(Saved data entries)
-------

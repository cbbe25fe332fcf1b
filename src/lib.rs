//! OS Monitor - service-order status consolidation
//!
//! Consolidates periodic extracts of service orders ("OS") into a running
//! history: how many business days each order spent in each status, whether
//! its current status is over the target for that status, and which
//! locations, orders and statuses concentrate the delay.
//!
//! ## Architecture
//! Extracts -> [`io`] readers -> [`pipeline::consolidate`] -> [`io::ReportSink`]
//!
//! Inside the pipeline:
//! - [`history::HistoryStore`] applies batches in date order through the
//!   transition engine ([`history::apply_observation`])
//! - [`calendar`] counts business days
//! - [`targets::TargetTable`] resolves the target of each status
//! - [`report`] builds the consolidated table, history and rankings
//!
//! The consolidated table a run writes is the snapshot the next run resumes
//! from.
//!
//! ## Quick Start
//!
//! ```rust,no_run
//! use os_monitor::config::MonitorConfig;
//! use os_monitor::io::CsvDirectorySink;
//! use os_monitor::runner::run;
//! use std::path::PathBuf;
//!
//! let config = MonitorConfig::load(None)?;
//! let mut sink = CsvDirectorySink::new(&config.output_dir);
//! let batches = vec![PathBuf::from("uploads/Base 04-03-2024.csv")];
//! let outcome = run(&config, &batches, &mut sink)?;
//! println!("{} entities", outcome.report.consolidated.len());
//! # Ok::<(), os_monitor::error::MonitorError>(())
//! ```

// Core error handling
pub mod error;

// Engine
pub mod calendar;
pub mod history;
pub mod pipeline;
pub mod report;
pub mod targets;

// Configuration and file adapters
pub mod config;
pub mod io;
pub mod runner;

pub use error::{MonitorError, MonitorResult};
pub use pipeline::{consolidate, ConsolidationInputs, ConsolidationOutcome, EngineOptions};

// Re-export the foundation types
pub use os_monitor_types::{
    ConsolidatedRow, Diagnostic, DiagnosticKind, EntityId, Observation, ObservationAttributes,
    ObservationBatch, SnapshotEntry, StatusInterval, StatusLabel,
};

-------

Task requirements:
Please restate each record exactly as it reads.

Exercise answer:
repository cbbe25fe332fcf1b
filename src/lib.rs
//! OS Monitor - service-order status consolidation
//!
//! Consolidates periodic extracts of service orders ("OS") into a running
//! history: how many business days each order spent in each status, whether
//! its current status is over the target for that status, and which
//! locations, orders and statuses concentrate the delay.
//!
//! ## Architecture
//! Extracts -> [`io`] readers -> [`pipeline::consolidate`] -> [`io::ReportSink`]
//!
//! Inside the pipeline:
//! - [`history::HistoryStore`] applies batches in date order through the
//!   transition engine ([`history::apply_observation`])
//! - [`calendar`] counts business days
//! - [`targets::TargetTable`] resolves the target of each status
//! - [`report`] builds the consolidated table, history and rankings
//!
//! The consolidated table a run writes is the snapshot the next run resumes
//! from.
//!
//! ## Quick Start
//!
//! ```rust,no_run
//! use os_monitor::config::MonitorConfig;
//! use os_monitor::io::CsvDirectorySink;
//! use os_monitor::runner::run;
//! use std::path::PathBuf;
//!
//! let config = MonitorConfig::load(None)?;
//! let mut sink = CsvDirectorySink::new(&config.output_dir);
//! let batches = vec![PathBuf::from("uploads/Base 04-03-2024.csv")];
//! let outcome = run(&config, &batches, &mut sink)?;
//! println!("{} entities", outcome.report.consolidated.len());
//! # Ok::<(), os_monitor::error::MonitorError>(())
//! ```

// Core error handling
pub mod error;

// Engine
pub mod calendar;
pub mod history;
pub mod pipeline;
pub mod report;
pub mod targets;

// Configuration and file adapters
pub mod config;
pub mod io;
pub mod runner;

pub use error::{MonitorError, MonitorResult};
pub use pipeline::{consolidate, ConsolidationInputs, ConsolidationOutcome, EngineOptions};

// Re-export the foundation types
pub use os_monitor_types::{
    ConsolidatedRow, Diagnostic, DiagnosticKind, EntityId, Observation, ObservationAttributes,
    ObservationBatch, SnapshotEntry, StatusInterval, StatusLabel,
};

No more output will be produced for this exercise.